Nelly — "Ride wit Me"

"If you wanna go and take a ride wit me..." — HEY, MUST BE THE MONEY! Nelly's acoustic-guitar bounce was the sound of every radio, mall, and school bus in 2001, the laid-back victory lap off Country Grammar.

Released on February 13, 2001, as the third single from Country Grammar, "Ride wit Me" was Nelly's biggest hit yet — number three on the Billboard Hot 100 (and number three in the UK), five-times platinum, with a video that won Best Rap Video at the 2001 MTV VMAs. Where "Country Grammar" bounced, this one glided: an easy acoustic-guitar groove under a hook built for shouting the answer back — "hey, must be the money!", a phrase Deion Sanders had popularized (he recorded a song by that name in 1994).
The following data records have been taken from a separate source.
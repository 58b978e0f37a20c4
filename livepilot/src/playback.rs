//! Gapless playback of response audio.
//!
//! Chunks are laid end to end on the output clock: each starts where the
//! previous one ends, or now if the queue has drained. Playback order is
//! enqueue order.

use std::collections::HashMap;
use std::sync::Arc;

use livepilot_realtime::PcmBuffer;
use parking_lot::Mutex;

use crate::capture::{AudioOutput, ScheduledSource};

type PlayingListener = Arc<dyn Fn(bool) + Send + Sync>;

struct SchedulerState {
    next_start_time: f64,
    active: HashMap<u64, Box<dyn ScheduledSource>>,
    next_id: u64,
}

/// Schedules decoded chunks back to back and flushes them on interruption.
#[derive(Clone)]
pub struct PlaybackScheduler {
    output: Arc<dyn AudioOutput>,
    state: Arc<Mutex<SchedulerState>>,
    listener: Option<PlayingListener>,
}

impl PlaybackScheduler {
    pub fn new(output: Arc<dyn AudioOutput>) -> Self {
        Self {
            output,
            state: Arc::new(Mutex::new(SchedulerState {
                next_start_time: 0.0,
                active: HashMap::new(),
                next_id: 0,
            })),
            listener: None,
        }
    }

    /// Be told when playback starts (`true`) and when the queue drains or is
    /// reset (`false`).
    pub fn with_listener(mut self, listener: impl Fn(bool) + Send + Sync + 'static) -> Self {
        self.listener = Some(Arc::new(listener));
        self
    }

    /// Schedule `buffer` right after everything already queued.
    ///
    /// Returns the start time on the output clock.
    pub fn enqueue(&self, buffer: PcmBuffer) -> f64 {
        let buffer = Arc::new(buffer);
        let duration = buffer.duration();

        let (start_at, started) = {
            let mut state = self.state.lock();
            // Read the clock under the lock, never from a cached value.
            let start_at = state.next_start_time.max(self.output.current_time());
            state.next_start_time = start_at + duration;

            let id = state.next_id;
            state.next_id += 1;

            let source = self.output.schedule(buffer, start_at, self.on_ended(id));
            let started = state.active.is_empty();
            state.active.insert(id, source);
            (start_at, started)
        };

        if started {
            self.notify(true);
        }
        start_at
    }

    /// Stop everything scheduled and rewind the timeline to zero.
    pub fn reset(&self) {
        let drained: Vec<_> = {
            let mut state = self.state.lock();
            state.next_start_time = 0.0;
            state.active.drain().map(|(_, source)| source).collect()
        };
        for source in &drained {
            source.stop();
        }
        if !drained.is_empty() {
            tracing::debug!(stopped = drained.len(), "Playback flushed");
        }
        self.notify(false);
    }

    /// End of the last scheduled chunk on the output clock.
    pub fn next_start_time(&self) -> f64 {
        self.state.lock().next_start_time
    }

    /// Number of chunks scheduled and not yet finished.
    pub fn active_count(&self) -> usize {
        self.state.lock().active.len()
    }

    pub fn is_playing(&self) -> bool {
        self.active_count() > 0
    }

    fn on_ended(&self, id: u64) -> crate::capture::EndedCallback {
        let state = Arc::downgrade(&self.state);
        let listener = self.listener.clone();
        Box::new(move || {
            let Some(state) = state.upgrade() else {
                return;
            };
            let drained = {
                let mut state = state.lock();
                state.active.remove(&id).is_some() && state.active.is_empty()
            };
            if drained {
                if let Some(listener) = listener {
                    listener(false);
                }
            }
        })
    }

    fn notify(&self, playing: bool) {
        if let Some(listener) = &self.listener {
            listener(playing);
        }
    }
}

impl std::fmt::Debug for PlaybackScheduler {
    fn fmt(&self, f: &mut std::fmt::Formatter<'_>) -> std::fmt::Result {
        let state = self.state.lock();
        f.debug_struct("PlaybackScheduler")
            .field("next_start_time", &state.next_start_time)
            .field("active", &state.active.len())
            .finish()
    }
}
impl Default for ManagerOptions {
    fn default() -> Self {
        Self {
            settle_delay: Duration::from_millis(500),
            command_display: Duration::from_secs(3),
            frame_interval: Duration::from_secs(1),
            frame_width: 640,
            frame_height: 480,
            jpeg_quality: 50,
            capture_frame_size: 4096,
            speech_threshold: 0.01,
            outbound_capacity: 64,
            connect_timeout: Duration::from_secs(10),
        }
    }
}

/// Per-call connect parameters.
#[derive(Debug, Clone, Default)]
pub struct ConnectOptions {
    /// Start the requested camera or screen share once connected.
    pub resume_visual: bool,
    /// Replace the configured instruction.
    pub instruction: Option<String>,
    /// Replace the configured mode (installs that mode's instruction).
    pub mouse_mode: Option<bool>,
}

impl ConnectOptions {
    pub fn new() -> Self {
        Self::default()
    }

    pub fn with_visual(mut self) -> Self {
        self.resume_visual = true;
        self
    }

    pub fn with_instruction(mut self, instruction: impl Into<String>) -> Self {
        self.instruction = Some(instruction.into());
        self
    }

    pub fn with_mouse_mode(mut self, enabled: bool) -> Self {
        self.mouse_mode = Some(enabled);
        self
    }
}

/// Builder for [`LiveSessionManager`].
pub struct LiveSessionManagerBuilder {
    model: Option<BoxedModel>,
    devices: Option<Arc<dyn MediaDevices>>,
    settings: LiveSettings,
    options: ManagerOptions,
}

impl Default for LiveSessionManagerBuilder {
    fn default() -> Self {
        Self::new()
    }
}

impl LiveSessionManagerBuilder {
    pub fn new() -> Self {
        Self {
            model: None,
            devices: None,
            settings: LiveSettings::default(),
            options: ManagerOptions::default(),
        }
    }

    /// Set the transport model.
    pub fn model(mut self, model: BoxedModel) -> Self {
        self.model = Some(model);
        self
    }

    /// Set the platform devices.
    pub fn devices(mut self, devices: Arc<dyn MediaDevices>) -> Self {
        self.devices = Some(devices);
        self
    }

    /// Set the initial settings.
    pub fn settings(mut self, settings: LiveSettings) -> Self {
        self.settings = settings;
        self
    }

    /// Set timing and geometry options.
    pub fn options(mut self, options: ManagerOptions) -> Self {
        self.options = options;
        self
    }

    pub fn build(self) -> Result<LiveSessionManager> {
        let model = self.model.ok_or_else(|| LiveError::config("Model is required"))?;
        let devices = self.devices.ok_or_else(|| LiveError::config("Media devices are required"))?;
        let options = self.options;
        if options.capture_frame_size == 0 {
            return Err(LiveError::config("Capture frame size must be non-zero"));
        }
        if options.outbound_capacity == 0 {
            return Err(LiveError::config("Outbound capacity must be non-zero"));
        }
        if !(1..=100).contains(&options.jpeg_quality) {
            return Err(LiveError::config("JPEG quality must be between 1 and 100"));
        }

        let (status, _) = watch::channel(LiveStatus {
            muted: self.settings.muted,
            mouse_mode: self.settings.mouse_mode,
            ..LiveStatus::default()
        });
        let status = Arc::new(status);
        let (events, _) = broadcast::channel(EVENT_CAPACITY);
        let board = CommandBoard::new(status.clone(), events.clone(), options.command_display);

        Ok(LiveSessionManager {
            inner: Arc::new(Inner {
                model,
                capture: MediaCapture::new(devices),
                encoder: FrameEncoder::new(
                    options.frame_width,
                    options.frame_height,
                    options.jpeg_quality,
                ),
                options,
                settings: SettingsHandle::new(self.settings),
                status,
                events,
                board,
                state: Mutex::new(ManagerState::default()),
                epoch: AtomicU64::new(0),
                route: Arc::new(RwLock::new(None)),
            }),
        })
    }
}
The "brush your hair" section earned DeBarge songwriting credits for interpolating their 1982 hit "I Like It."

The song carries a story most people singing along never knew. The featured third verse belongs to City Spud — Lavell Webb, Nelly's half-brother and fellow St. Lunatic — who was already in a Missouri prison before Country Grammar even came out, serving a ten-year sentence for a 1999 robbery. He couldn't appear in the video (the other Lunatics lip-sync his lines), and by Nelly's own telling, the Band-Aid he famously wore on his cheek — first covering a real basketball scar — was kept on as a tribute to him until his release in 2008. So the breeziest radio song of 2001 doubled as a top-three hit for a man listening from a cell, and the St. Lunatics titled their 2001 group album Free City in his honor.